### Work to complete
Among the records below, which lines contain the string "accounts"? Report them.

** Records provided follows **

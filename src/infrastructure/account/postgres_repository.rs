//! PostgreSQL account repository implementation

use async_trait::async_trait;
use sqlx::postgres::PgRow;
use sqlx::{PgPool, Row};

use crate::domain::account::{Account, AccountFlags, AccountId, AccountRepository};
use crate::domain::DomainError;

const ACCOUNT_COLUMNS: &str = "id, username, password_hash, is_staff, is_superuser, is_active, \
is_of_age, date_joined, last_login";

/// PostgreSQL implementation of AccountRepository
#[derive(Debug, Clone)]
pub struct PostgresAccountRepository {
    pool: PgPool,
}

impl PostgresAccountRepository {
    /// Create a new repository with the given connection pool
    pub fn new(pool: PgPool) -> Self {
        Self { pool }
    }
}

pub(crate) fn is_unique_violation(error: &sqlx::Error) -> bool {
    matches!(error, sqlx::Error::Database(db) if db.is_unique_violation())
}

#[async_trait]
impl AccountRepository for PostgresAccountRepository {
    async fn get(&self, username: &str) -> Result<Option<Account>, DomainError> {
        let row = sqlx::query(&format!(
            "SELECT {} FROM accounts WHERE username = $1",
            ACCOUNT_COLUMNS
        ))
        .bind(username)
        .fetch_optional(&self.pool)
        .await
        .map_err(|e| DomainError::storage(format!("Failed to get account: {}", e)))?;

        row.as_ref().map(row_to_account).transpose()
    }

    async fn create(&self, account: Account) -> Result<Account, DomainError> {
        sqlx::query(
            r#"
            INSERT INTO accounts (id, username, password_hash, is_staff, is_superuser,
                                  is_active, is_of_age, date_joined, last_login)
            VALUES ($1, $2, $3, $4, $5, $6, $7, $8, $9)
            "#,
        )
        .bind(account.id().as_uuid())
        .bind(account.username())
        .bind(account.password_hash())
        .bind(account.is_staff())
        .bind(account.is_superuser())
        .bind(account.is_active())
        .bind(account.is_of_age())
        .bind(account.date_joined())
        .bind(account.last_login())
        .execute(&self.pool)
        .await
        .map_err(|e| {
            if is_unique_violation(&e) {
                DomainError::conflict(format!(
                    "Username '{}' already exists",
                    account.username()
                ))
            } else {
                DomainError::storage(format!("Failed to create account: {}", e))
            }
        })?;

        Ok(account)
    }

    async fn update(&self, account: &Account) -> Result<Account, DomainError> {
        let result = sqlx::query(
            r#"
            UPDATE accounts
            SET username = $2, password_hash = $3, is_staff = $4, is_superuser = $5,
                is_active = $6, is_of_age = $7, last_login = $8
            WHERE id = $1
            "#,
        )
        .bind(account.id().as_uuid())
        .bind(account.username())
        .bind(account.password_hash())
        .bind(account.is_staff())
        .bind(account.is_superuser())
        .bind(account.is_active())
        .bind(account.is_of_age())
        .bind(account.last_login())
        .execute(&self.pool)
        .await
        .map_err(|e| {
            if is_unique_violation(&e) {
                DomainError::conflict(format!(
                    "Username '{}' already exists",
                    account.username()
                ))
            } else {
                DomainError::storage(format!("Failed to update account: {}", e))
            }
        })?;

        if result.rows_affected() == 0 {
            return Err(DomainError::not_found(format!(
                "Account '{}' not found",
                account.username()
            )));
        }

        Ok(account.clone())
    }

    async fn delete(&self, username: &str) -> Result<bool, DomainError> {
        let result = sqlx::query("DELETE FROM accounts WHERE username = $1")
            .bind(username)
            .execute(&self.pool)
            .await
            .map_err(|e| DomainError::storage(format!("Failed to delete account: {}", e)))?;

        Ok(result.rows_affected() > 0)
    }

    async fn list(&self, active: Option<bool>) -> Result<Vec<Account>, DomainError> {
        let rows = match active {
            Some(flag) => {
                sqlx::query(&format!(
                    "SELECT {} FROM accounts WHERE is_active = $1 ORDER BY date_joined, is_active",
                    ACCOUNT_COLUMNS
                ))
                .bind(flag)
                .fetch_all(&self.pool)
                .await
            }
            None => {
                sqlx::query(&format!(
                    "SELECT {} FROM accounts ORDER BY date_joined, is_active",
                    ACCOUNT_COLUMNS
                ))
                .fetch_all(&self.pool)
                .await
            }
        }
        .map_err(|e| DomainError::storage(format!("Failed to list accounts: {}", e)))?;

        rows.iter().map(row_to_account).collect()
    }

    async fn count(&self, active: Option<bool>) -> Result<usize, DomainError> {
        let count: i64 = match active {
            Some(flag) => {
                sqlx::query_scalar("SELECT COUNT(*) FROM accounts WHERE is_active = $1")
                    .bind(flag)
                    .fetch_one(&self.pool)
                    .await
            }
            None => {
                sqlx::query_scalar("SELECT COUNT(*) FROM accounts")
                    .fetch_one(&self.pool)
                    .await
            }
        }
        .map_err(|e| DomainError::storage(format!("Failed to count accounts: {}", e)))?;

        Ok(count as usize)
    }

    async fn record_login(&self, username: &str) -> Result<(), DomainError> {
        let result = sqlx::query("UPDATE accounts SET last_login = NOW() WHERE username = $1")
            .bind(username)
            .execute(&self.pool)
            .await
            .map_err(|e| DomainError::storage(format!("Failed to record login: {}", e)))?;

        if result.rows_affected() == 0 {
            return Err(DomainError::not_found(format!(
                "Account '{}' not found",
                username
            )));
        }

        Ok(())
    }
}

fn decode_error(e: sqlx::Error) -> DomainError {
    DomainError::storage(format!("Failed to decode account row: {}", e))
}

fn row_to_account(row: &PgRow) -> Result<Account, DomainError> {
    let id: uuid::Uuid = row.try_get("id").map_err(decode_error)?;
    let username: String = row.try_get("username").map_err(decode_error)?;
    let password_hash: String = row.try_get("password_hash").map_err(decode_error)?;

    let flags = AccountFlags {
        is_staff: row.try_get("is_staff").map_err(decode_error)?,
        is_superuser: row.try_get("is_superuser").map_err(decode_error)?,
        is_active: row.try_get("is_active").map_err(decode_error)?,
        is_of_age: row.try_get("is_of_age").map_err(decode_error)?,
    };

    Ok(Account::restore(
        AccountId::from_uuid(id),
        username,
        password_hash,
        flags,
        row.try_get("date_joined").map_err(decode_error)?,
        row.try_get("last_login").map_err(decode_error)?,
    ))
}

** End of Records provided **

### Solution to this problem
            "SELECT {} FROM accounts WHERE username = $1",
            INSERT INTO accounts (id, username, password_hash, is_staff, is_superuser,
            UPDATE accounts
        let result = sqlx::query("DELETE FROM accounts WHERE username = $1")
                    "SELECT {} FROM accounts WHERE is_active = $1 ORDER BY date_joined, is_active",
                    "SELECT {} FROM accounts ORDER BY date_joined, is_active",
        .map_err(|e| DomainError::storage(format!("Failed to list accounts: {}", e)))?;
                sqlx::query_scalar("SELECT COUNT(*) FROM accounts WHERE is_active = $1")
                sqlx::query_scalar("SELECT COUNT(*) FROM accounts")
        .map_err(|e| DomainError::storage(format!("Failed to count accounts: {}", e)))?;
        let result = sqlx::query("UPDATE accounts SET last_login = NOW() WHERE username = $1")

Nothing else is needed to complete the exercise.